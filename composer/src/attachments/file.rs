use std::path::Path;
use std::path::PathBuf;

use base64::Engine;
use base64::engine::general_purpose::STANDARD as BASE64_STANDARD;
use image::ImageFormat;
use launchpad_protocol::Attachment;
use launchpad_protocol::ImageMimeType;
use tokio::io::AsyncReadExt;

use crate::error::AttachmentError;

/// Where the contents of an incoming file live.
#[derive(Debug, Clone, PartialEq, Eq)]
pub enum FileSource {
    Bytes(Vec<u8>),
    Path(PathBuf),
}

/// A file offered to the composer by the file picker or a drop.
#[derive(Debug, Clone, PartialEq, Eq)]
pub struct IncomingFile {
    pub name: String,
    /// Content type as declared by the source (browser, extension, ...).
    pub mime_type: String,
    pub source: FileSource,
}

impl IncomingFile {
    pub fn from_bytes(
        name: impl Into<String>,
        mime_type: impl Into<String>,
        bytes: Vec<u8>,
    ) -> Self {
        Self {
            name: name.into(),
            mime_type: mime_type.into(),
            source: FileSource::Bytes(bytes),
        }
    }

    /// Build from a local path, declaring the content type from its extension.
    ///
    /// Unknown extensions get `application/octet-stream`, which the
    /// allow-list rejects.
    pub fn from_path(path: impl Into<PathBuf>) -> Self {
        let path = path.into();
        let name = path
            .file_name()
            .map(|name| name.to_string_lossy().into_owned())
            .unwrap_or_else(|| path.display().to_string());
        let mime_type = mime_for_path(&path)
            .map(ImageMimeType::as_str)
            .unwrap_or("application/octet-stream")
            .to_string();
        Self {
            name,
            mime_type,
            source: FileSource::Path(path),
        }
    }

    pub fn declared_mime(&self) -> Option<ImageMimeType> {
        ImageMimeType::from_mime(&self.mime_type)
    }
}

fn mime_for_path(path: &Path) -> Option<ImageMimeType> {
    path.extension()
        .and_then(|ext| ext.to_str())
        .and_then(ImageMimeType::from_extension)
}

/// Read, check and encode one accepted file.
pub(crate) async fn decode_file(
    file: IncomingFile,
    mime_type: ImageMimeType,
    max_bytes: u64,
) -> Result<Attachment, AttachmentError> {
    let IncomingFile { name, source, .. } = file;
    let bytes = match source {
        FileSource::Bytes(bytes) => bytes,
        FileSource::Path(path) => read_capped(&name, &path, max_bytes).await?,
    };

    let size = bytes.len() as u64;
    if size > max_bytes {
        return Err(AttachmentError::TooLarge {
            name,
            size,
            limit: max_bytes,
        });
    }

    let sniffed = image::guess_format(&bytes).ok().and_then(mime_for_format);
    if sniffed != Some(mime_type) {
        tracing::debug!(
            file = %name,
            declared = %mime_type,
            sniffed = ?sniffed,
            "image signature does not match declared type"
        );
        return Err(AttachmentError::Decode {
            name,
            expected: mime_type,
        });
    }

    let data = BASE64_STANDARD.encode(&bytes);
    Ok(Attachment::new(mime_type, data, name))
}

/// Read at most `max_bytes + 1` bytes, refusing up front when the file
/// already reports a larger size.
async fn read_capped(
    name: &str,
    path: &Path,
    max_bytes: u64,
) -> Result<Vec<u8>, AttachmentError> {
    let read_error = |source: std::io::Error| AttachmentError::Read {
        name: name.to_string(),
        source,
    };
    let file = tokio::fs::File::open(path).await.map_err(read_error)?;
    let size = file.metadata().await.map_err(read_error)?.len();
    if size > max_bytes {
        return Err(AttachmentError::TooLarge {
            name: name.to_string(),
            size,
            limit: max_bytes,
        });
    }

    let mut bytes = Vec::with_capacity(usize::try_from(size).unwrap_or_default());
    file.take(max_bytes.saturating_add(1))
        .read_to_end(&mut bytes)
        .await
        .map_err(read_error)?;
    Ok(bytes)
}

fn mime_for_format(format: ImageFormat) -> Option<ImageMimeType> {
    match format {
        ImageFormat::Png => Some(ImageMimeType::Png),
        ImageFormat::Jpeg => Some(ImageMimeType::Jpeg),
        ImageFormat::WebP => Some(ImageMimeType::Webp),
        ImageFormat::Gif => Some(ImageMimeType::Gif),
        _ => None,
    }
}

● What the task asks: From the first entry to the last, reproduce everything precisely.

● Answer section:
filename composer/src/attachments/file.rs
use std::path::Path;
use std::path::PathBuf;

use base64::Engine;
use base64::engine::general_purpose::STANDARD as BASE64_STANDARD;
use image::ImageFormat;
use launchpad_protocol::Attachment;
use launchpad_protocol::ImageMimeType;
use tokio::io::AsyncReadExt;

use crate::error::AttachmentError;

/// Where the contents of an incoming file live.
#[derive(Debug, Clone, PartialEq, Eq)]
pub enum FileSource {
    Bytes(Vec<u8>),
    Path(PathBuf),
}

/// A file offered to the composer by the file picker or a drop.
#[derive(Debug, Clone, PartialEq, Eq)]
pub struct IncomingFile {
    pub name: String,
    /// Content type as declared by the source (browser, extension, ...).
    pub mime_type: String,
    pub source: FileSource,
}

impl IncomingFile {
    pub fn from_bytes(
        name: impl Into<String>,
        mime_type: impl Into<String>,
        bytes: Vec<u8>,
    ) -> Self {
        Self {
            name: name.into(),
            mime_type: mime_type.into(),
            source: FileSource::Bytes(bytes),
        }
    }

    /// Build from a local path, declaring the content type from its extension.
    ///
    /// Unknown extensions get `application/octet-stream`, which the
    /// allow-list rejects.
    pub fn from_path(path: impl Into<PathBuf>) -> Self {
        let path = path.into();
        let name = path
            .file_name()
            .map(|name| name.to_string_lossy().into_owned())
            .unwrap_or_else(|| path.display().to_string());
        let mime_type = mime_for_path(&path)
            .map(ImageMimeType::as_str)
            .unwrap_or("application/octet-stream")
            .to_string();
        Self {
            name,
            mime_type,
            source: FileSource::Path(path),
        }
    }

    pub fn declared_mime(&self) -> Option<ImageMimeType> {
        ImageMimeType::from_mime(&self.mime_type)
    }
}

fn mime_for_path(path: &Path) -> Option<ImageMimeType> {
    path.extension()
        .and_then(|ext| ext.to_str())
        .and_then(ImageMimeType::from_extension)
}

/// Read, check and encode one accepted file.
pub(crate) async fn decode_file(
    file: IncomingFile,
    mime_type: ImageMimeType,
    max_bytes: u64,
) -> Result<Attachment, AttachmentError> {
    let IncomingFile { name, source, .. } = file;
    let bytes = match source {
        FileSource::Bytes(bytes) => bytes,
        FileSource::Path(path) => read_capped(&name, &path, max_bytes).await?,
    };

    let size = bytes.len() as u64;
    if size > max_bytes {
        return Err(AttachmentError::TooLarge {
            name,
            size,
            limit: max_bytes,
        });
    }

    let sniffed = image::guess_format(&bytes).ok().and_then(mime_for_format);
    if sniffed != Some(mime_type) {
        tracing::debug!(
            file = %name,
            declared = %mime_type,
            sniffed = ?sniffed,
            "image signature does not match declared type"
        );
        return Err(AttachmentError::Decode {
            name,
            expected: mime_type,
        });
    }

    let data = BASE64_STANDARD.encode(&bytes);
    Ok(Attachment::new(mime_type, data, name))
}

/// Read at most `max_bytes + 1` bytes, refusing up front when the file
/// already reports a larger size.
async fn read_capped(
    name: &str,
    path: &Path,
    max_bytes: u64,
) -> Result<Vec<u8>, AttachmentError> {
    let read_error = |source: std::io::Error| AttachmentError::Read {
        name: name.to_string(),
        source,
    };
    let file = tokio::fs::File::open(path).await.map_err(read_error)?;
    let size = file.metadata().await.map_err(read_error)?.len();
    if size > max_bytes {
        return Err(AttachmentError::TooLarge {
            name: name.to_string(),
            size,
            limit: max_bytes,
        });
    }

    let mut bytes = Vec::with_capacity(usize::try_from(size).unwrap_or_default());
    file.take(max_bytes.saturating_add(1))
        .read_to_end(&mut bytes)
        .await
        .map_err(read_error)?;
    Ok(bytes)
}

fn mime_for_format(format: ImageFormat) -> Option<ImageMimeType> {
    match format {
        ImageFormat::Png => Some(ImageMimeType::Png),
        ImageFormat::Jpeg => Some(ImageMimeType::Jpeg),
        ImageFormat::WebP => Some(ImageMimeType::Webp),
        ImageFormat::Gif => Some(ImageMimeType::Gif),
        _ => None,
    }
}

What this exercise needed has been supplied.